BEGIN Material provided

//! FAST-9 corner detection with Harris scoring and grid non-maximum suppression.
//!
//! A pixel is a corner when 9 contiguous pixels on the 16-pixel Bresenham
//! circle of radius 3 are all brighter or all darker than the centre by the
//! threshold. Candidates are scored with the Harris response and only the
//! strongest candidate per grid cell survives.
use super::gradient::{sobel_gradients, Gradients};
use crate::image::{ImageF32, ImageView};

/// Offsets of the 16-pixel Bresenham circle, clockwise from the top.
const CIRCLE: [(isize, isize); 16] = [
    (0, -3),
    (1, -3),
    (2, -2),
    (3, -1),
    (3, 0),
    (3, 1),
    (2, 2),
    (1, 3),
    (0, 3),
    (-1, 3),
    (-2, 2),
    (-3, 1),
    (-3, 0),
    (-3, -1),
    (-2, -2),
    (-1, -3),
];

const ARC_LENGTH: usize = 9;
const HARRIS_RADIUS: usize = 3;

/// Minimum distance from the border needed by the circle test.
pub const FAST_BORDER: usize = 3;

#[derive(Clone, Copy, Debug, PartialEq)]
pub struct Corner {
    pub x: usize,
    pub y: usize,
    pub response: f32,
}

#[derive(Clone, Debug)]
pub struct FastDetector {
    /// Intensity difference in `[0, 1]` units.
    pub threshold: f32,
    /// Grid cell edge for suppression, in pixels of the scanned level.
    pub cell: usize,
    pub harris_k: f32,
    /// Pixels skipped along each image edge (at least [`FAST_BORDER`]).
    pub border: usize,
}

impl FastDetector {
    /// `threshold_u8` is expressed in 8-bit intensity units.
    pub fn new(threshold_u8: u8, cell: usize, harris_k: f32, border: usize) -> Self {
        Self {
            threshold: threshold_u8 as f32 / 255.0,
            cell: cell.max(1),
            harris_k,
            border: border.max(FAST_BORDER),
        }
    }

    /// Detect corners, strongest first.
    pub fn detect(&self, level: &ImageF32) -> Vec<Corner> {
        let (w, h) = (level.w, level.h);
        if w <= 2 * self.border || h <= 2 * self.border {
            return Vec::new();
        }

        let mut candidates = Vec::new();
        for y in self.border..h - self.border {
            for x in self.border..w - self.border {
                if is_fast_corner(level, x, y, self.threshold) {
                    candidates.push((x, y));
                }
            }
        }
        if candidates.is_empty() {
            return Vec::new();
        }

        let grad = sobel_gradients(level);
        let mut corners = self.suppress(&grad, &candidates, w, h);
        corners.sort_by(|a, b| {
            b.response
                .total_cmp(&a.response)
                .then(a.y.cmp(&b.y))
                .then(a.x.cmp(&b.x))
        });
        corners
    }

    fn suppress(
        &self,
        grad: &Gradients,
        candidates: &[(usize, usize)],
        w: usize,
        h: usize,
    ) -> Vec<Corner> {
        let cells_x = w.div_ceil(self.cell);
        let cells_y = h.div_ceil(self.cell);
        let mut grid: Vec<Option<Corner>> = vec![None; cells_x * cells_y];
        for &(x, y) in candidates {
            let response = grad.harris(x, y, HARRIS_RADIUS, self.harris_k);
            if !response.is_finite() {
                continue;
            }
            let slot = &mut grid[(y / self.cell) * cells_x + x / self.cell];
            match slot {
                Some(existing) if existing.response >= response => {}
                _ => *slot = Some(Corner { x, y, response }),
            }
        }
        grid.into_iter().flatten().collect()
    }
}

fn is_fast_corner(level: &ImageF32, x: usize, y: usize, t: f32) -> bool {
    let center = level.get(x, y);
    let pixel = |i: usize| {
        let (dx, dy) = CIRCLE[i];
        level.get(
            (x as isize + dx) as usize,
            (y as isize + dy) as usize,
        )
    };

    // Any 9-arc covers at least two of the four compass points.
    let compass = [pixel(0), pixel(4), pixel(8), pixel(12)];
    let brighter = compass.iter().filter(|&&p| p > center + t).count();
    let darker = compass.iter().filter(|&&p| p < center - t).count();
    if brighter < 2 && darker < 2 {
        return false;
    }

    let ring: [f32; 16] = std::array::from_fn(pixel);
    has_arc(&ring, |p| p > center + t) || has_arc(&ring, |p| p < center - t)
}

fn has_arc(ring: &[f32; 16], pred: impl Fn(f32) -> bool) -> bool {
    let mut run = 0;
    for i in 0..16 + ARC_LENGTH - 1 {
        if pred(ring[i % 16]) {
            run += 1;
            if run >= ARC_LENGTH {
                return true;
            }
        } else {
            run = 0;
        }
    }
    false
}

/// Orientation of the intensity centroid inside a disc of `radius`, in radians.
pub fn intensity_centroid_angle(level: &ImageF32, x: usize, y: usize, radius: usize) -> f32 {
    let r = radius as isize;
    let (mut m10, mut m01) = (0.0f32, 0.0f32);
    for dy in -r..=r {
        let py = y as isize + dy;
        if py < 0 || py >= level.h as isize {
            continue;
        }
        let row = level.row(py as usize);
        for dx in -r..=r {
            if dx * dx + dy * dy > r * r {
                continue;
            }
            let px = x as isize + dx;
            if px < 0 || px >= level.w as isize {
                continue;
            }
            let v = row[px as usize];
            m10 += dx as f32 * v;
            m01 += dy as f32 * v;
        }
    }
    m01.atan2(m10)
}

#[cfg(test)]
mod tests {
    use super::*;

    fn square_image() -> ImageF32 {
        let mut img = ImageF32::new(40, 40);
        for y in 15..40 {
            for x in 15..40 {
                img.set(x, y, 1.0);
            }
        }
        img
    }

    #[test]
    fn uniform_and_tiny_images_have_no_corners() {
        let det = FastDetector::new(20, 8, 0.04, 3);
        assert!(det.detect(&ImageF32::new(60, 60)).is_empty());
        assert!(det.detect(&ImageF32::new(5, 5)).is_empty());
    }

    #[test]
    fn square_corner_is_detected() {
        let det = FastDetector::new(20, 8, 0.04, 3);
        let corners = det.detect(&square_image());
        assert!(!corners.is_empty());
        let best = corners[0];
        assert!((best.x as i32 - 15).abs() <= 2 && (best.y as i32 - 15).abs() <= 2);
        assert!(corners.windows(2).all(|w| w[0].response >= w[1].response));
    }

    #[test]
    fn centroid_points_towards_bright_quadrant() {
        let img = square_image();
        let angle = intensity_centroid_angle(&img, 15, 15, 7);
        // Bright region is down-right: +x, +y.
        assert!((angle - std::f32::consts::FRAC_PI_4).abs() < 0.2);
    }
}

END Material provided

• The problem:
Go through the records and copy each line with "Some" in it.

• Reply to the task:
                Some(existing) if existing.response >= response => {}
                _ => *slot = Some(Corner { x, y, response }),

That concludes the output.